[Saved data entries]

- - - -

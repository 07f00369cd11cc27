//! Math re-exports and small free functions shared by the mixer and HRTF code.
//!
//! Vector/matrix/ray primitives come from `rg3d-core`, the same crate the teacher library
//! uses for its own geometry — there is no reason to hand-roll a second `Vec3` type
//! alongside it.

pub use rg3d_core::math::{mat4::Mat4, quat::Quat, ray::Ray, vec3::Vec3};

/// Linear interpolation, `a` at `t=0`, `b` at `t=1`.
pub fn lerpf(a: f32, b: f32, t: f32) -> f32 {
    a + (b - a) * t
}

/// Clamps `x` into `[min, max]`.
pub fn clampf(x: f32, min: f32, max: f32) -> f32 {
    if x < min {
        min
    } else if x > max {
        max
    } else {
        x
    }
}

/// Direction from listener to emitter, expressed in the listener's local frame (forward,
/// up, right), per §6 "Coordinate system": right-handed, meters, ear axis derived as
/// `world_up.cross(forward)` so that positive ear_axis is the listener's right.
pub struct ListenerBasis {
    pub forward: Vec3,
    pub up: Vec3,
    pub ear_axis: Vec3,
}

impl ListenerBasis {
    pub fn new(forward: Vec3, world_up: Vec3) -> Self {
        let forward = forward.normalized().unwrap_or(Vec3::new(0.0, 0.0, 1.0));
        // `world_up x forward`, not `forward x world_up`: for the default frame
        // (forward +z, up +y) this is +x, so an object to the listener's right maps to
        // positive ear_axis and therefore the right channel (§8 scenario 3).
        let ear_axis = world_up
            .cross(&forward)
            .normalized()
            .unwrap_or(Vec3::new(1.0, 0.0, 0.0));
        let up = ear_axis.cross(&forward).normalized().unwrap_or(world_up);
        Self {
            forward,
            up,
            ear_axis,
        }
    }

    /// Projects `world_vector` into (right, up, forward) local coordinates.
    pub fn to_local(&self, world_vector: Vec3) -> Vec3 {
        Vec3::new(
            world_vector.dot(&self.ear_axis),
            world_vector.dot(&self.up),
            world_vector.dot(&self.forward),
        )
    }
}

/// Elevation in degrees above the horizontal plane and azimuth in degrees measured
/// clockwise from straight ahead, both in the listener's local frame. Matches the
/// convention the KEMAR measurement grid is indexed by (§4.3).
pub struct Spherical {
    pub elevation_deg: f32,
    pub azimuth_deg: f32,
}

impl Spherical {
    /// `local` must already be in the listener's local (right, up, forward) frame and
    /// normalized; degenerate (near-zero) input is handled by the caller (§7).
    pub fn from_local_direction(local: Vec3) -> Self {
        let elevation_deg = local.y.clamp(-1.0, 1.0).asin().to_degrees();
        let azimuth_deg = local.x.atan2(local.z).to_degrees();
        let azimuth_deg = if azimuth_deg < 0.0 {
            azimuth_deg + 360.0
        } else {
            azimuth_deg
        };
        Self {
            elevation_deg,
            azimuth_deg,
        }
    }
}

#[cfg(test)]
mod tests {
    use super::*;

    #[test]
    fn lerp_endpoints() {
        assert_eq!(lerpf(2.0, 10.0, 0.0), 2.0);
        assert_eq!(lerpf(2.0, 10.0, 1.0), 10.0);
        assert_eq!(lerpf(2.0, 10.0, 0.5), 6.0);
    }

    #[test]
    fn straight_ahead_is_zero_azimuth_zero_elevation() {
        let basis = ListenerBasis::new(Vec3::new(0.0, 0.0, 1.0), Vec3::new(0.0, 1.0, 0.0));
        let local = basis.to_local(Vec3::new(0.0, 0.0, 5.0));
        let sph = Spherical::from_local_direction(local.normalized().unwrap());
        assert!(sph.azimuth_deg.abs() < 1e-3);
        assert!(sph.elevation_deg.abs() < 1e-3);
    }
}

- - - -

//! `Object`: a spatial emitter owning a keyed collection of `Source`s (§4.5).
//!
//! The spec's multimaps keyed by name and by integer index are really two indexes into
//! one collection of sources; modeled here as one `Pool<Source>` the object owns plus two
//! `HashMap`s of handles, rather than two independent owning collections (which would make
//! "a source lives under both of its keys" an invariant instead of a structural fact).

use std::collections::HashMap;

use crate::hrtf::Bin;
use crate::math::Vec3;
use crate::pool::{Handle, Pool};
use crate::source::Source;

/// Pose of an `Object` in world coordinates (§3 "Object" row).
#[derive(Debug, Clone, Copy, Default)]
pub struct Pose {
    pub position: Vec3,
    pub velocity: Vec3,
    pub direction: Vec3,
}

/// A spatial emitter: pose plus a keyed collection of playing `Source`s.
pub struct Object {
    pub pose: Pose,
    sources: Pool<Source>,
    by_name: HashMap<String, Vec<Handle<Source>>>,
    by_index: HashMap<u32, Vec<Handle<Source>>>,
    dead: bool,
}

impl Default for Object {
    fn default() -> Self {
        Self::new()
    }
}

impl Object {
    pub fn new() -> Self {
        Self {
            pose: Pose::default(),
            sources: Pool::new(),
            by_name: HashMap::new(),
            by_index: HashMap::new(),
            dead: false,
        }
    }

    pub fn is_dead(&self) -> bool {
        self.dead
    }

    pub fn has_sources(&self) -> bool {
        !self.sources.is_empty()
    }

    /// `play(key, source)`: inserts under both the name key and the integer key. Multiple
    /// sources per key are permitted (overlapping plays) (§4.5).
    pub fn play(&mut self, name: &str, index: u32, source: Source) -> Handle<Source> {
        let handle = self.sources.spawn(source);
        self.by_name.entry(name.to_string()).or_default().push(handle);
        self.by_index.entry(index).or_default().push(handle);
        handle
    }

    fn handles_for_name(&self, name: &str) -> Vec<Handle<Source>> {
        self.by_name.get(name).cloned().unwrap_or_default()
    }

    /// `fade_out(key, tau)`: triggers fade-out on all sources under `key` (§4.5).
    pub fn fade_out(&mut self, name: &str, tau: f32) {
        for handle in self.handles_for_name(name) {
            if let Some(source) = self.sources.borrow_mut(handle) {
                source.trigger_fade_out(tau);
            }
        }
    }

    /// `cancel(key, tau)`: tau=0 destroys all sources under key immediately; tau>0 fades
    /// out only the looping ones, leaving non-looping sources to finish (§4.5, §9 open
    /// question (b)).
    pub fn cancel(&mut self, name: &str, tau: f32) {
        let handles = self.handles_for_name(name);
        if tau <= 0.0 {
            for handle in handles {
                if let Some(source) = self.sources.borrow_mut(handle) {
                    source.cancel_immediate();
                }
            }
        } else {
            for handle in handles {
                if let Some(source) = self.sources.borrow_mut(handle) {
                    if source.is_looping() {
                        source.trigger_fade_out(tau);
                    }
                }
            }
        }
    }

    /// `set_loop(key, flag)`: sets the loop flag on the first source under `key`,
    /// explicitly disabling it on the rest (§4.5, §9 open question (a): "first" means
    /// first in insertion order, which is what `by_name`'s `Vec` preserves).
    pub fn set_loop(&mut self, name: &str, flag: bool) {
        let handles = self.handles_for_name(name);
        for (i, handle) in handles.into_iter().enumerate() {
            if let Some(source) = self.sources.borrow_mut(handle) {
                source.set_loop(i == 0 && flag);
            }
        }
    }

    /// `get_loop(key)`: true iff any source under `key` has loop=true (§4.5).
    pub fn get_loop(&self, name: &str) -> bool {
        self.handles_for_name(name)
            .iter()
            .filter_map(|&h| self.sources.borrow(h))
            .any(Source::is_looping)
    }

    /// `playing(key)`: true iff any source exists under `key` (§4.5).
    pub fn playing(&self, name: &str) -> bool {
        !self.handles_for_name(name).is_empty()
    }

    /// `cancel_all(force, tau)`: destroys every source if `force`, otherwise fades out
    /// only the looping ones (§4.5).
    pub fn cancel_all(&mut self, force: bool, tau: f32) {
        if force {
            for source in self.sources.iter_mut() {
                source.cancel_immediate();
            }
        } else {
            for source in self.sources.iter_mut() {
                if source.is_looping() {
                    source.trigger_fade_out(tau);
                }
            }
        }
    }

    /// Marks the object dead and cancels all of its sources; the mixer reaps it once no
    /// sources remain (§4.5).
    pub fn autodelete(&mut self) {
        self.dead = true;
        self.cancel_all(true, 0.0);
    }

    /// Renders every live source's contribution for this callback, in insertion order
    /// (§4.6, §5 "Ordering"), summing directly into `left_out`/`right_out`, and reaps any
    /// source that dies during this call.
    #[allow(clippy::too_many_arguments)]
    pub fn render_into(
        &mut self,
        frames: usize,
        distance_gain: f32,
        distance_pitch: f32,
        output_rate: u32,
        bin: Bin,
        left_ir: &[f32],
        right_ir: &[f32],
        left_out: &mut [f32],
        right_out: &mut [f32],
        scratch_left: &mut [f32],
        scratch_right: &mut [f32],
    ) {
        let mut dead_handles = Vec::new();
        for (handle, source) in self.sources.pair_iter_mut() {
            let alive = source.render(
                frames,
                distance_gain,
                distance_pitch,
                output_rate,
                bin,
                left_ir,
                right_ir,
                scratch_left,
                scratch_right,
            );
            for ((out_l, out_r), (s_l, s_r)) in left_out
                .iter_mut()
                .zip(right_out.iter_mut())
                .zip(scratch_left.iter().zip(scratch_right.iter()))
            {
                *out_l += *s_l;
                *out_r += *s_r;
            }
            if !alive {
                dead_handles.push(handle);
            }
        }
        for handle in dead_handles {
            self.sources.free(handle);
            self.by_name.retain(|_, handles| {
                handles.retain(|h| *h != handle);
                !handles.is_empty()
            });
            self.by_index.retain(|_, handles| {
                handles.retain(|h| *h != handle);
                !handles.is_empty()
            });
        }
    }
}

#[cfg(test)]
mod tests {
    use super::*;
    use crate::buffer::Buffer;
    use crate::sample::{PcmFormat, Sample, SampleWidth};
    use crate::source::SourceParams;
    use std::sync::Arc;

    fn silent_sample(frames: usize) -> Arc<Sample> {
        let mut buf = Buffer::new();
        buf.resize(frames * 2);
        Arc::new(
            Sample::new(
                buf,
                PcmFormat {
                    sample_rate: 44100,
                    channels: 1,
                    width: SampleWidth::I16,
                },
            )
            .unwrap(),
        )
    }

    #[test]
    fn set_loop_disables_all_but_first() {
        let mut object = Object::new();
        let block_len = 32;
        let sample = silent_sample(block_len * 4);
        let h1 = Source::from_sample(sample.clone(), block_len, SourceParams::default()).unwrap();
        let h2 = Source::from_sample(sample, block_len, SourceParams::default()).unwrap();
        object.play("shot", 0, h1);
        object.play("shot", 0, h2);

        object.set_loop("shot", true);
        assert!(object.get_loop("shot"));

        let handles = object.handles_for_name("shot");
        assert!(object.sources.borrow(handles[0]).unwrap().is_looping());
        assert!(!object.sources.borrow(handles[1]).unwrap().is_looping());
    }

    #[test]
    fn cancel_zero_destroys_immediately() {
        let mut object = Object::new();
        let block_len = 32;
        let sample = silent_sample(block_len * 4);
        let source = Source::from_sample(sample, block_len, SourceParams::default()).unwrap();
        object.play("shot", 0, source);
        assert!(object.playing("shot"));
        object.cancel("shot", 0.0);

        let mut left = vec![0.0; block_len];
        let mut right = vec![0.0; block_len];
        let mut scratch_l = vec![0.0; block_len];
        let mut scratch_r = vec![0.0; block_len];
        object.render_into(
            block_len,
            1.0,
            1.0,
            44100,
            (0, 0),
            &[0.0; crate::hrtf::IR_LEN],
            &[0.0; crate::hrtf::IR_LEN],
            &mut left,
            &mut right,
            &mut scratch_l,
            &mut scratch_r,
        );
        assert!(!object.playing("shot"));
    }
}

- - - -

TASK. Where does the word "open" occur in the records? Return every line that holds it.

RESULT OF THE TASK.
    /// out only the looping ones, leaving non-looping sources to finish (§4.5, §9 open
    /// explicitly disabling it on the rest (§4.5, §9 open question (a): "first" means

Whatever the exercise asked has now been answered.